El exsecretario mexicano de Seguridad Pública, Genaro García Luna, ha presentado una apelación contra la condena de 38 años de prisión y una multa de dos millones de dólares impuesta por un tribunal de Estados Unidos. Esta sentencia se deriva de su colaboración con el Cartel de Sinaloa durante su tiempo en el cargo bajo la presidencia de Felipe Calderón, entre 2006 y 2012.
La defensa de García Luna argumenta que se cometieron graves violaciones al debido proceso por parte de los fiscales y del juez del caso, Brian Cogan. En su recurso, los abogados sostienen que las declaraciones de testigos, consideradas inverosímiles, fueron fundamentalmente erróneas y que su validez no debería haber sido aceptada. De esta forma, alegan que las falencias en el proceso contaminaron la sentencia, lo que justificaría su anulación y un nuevo juicio.
La apelación fue presentada ante una nueva corte en Nueva York y destaca que al menos dos testigos de la Fiscalía proporcionaron pruebas falsas que podrían haber sido refutadas por García Luna si se hubiera admitido evidencia que no fue considerada. Un ejemplo notable mencionado es el testimonio sobre un supuesto secuestro del exfuncionario por parte del cartel de los Beltrán Leyva, evento que la defensa contradice al afirmar que García Luna se encontraba en un hospital pagando cuentas de servicios.

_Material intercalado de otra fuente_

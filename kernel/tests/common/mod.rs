// Copyright 2025 The Ember Authors.
//
// Use of this source code is governed by a BSD 3-clause
// license that can be found in the LICENSE file.

//! Shared boot helper for the scenario tests.
//!
//! The kernel is a process-wide singleton, so each scenario lives in its
//! own integration-test file and boots exactly one kernel for the whole
//! process.

use kernel::multitasking::thread::{self, BootArgs};

/// Boots the kernel in this process: installs the test logger, adopts
/// the calling thread as the kernel's initial thread, and starts the
/// scheduler.
pub fn boot(args: &[&str]) {
    let _ = env_logger::builder().is_test(true).try_init();
    thread::init(&BootArgs::parse(args));
    thread::start();
}
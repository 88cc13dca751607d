// Copyright 2025 The Ember Authors.
//
// Use of this source code is governed by a BSD 3-clause
// license that can be found in the LICENSE file.

//! The load average follows its exponential moving average exactly.
//! With one always-runnable thread, each once-per-second update folds
//! 1/60 of the distance to one into the average: the first samples are
//! pinned to their fixed-point values, and after sixty seconds the
//! average has climbed to about 0.63.

mod common;

use kernel::multitasking::sync::Semaphore;
use kernel::multitasking::thread;
use kernel::time;
use std::sync::atomic::{AtomicBool, Ordering};

/// (tick, 100 * load_avg) at each once-per-second update.
///
static SAMPLES: spin::Mutex<Vec<(i64, i32)>> = spin::Mutex::new(Vec::new());
static STOP: AtomicBool = AtomicBool::new(false);
static DONE: Semaphore = Semaphore::new(0);

#[test]
fn load_average_tracks_runnable_threads() {
    common::boot(&["-o", "mlfqs"]);

    thread::create("busy", thread::PRI_DEFAULT, || {
        while !STOP.load(Ordering::SeqCst) {
            time::interrupt();
            let now = time::ticks();
            if now % time::TIMER_FREQ == 0 {
                SAMPLES.lock().push((now, thread::get_load_avg()));
            }
        }
        DONE.up();
    })
    .expect("failed to create thread");

    // Sleep through sixty seconds of virtual time, leaving the
    // busy thread as the only runnable one.
    time::sleep(60 * time::TIMER_FREQ);

    let load_avg = thread::get_load_avg();
    assert!(
        (55..=75).contains(&load_avg),
        "100*load_avg was {load_avg} after sixty seconds with one runnable thread"
    );

    STOP.store(true, Ordering::SeqCst);
    DONE.down();

    let samples = SAMPLES.lock();

    // The first updates are exact fixed-point values:
    // one update:  1/60          -> raw 273   -> 2 hundredths
    // two updates: (59/60)/60 + 1/60 -> raw 541 -> 3 hundredths
    assert_eq!(samples[0], (100, 2));
    assert_eq!(samples[1], (200, 3));

    // The average climbs toward the runnable count and never
    // moves away from it.
    for pair in samples.windows(2) {
        assert!(pair[1].1 >= pair[0].1, "load average fell: {:?}", pair);
    }
}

Adicionalmente, los abogados critican que el juez Cogan permitió la inclusión de propiedades que mostraban el patrimonio de García Luna sin que esto guardara relación con el caso específico, lo que pudo influir negativamente en la percepción del jurado. También mencionan que en juicios similares contra otros funcionarios de alto nivel por narcotráfico, las penas impuestas no se acercan a la severidad de la pena de García Luna.
El caso de García Luna ha capturado la atención pública y política en México, dado que es el primero enjuiciado a tan alto nivel por corrupción y crimen organizado. Su vinculación con el gobierno de Calderón ha intensificado los debates en torno a la relación entre la política y el narcotráfico en el país.
Condenado en 2024, García Luna se aproxima a dos años bajo un extenso y notable juicio que ha dejado huella en el discurso político. Su situación, marcada por un contexto de corrupción y poder, representa un capítulo crucial en la historia reciente de México. La resolución de su apelación podría tener repercusiones significativas no solo para su vida, sino también para el entramado político que lo rodea.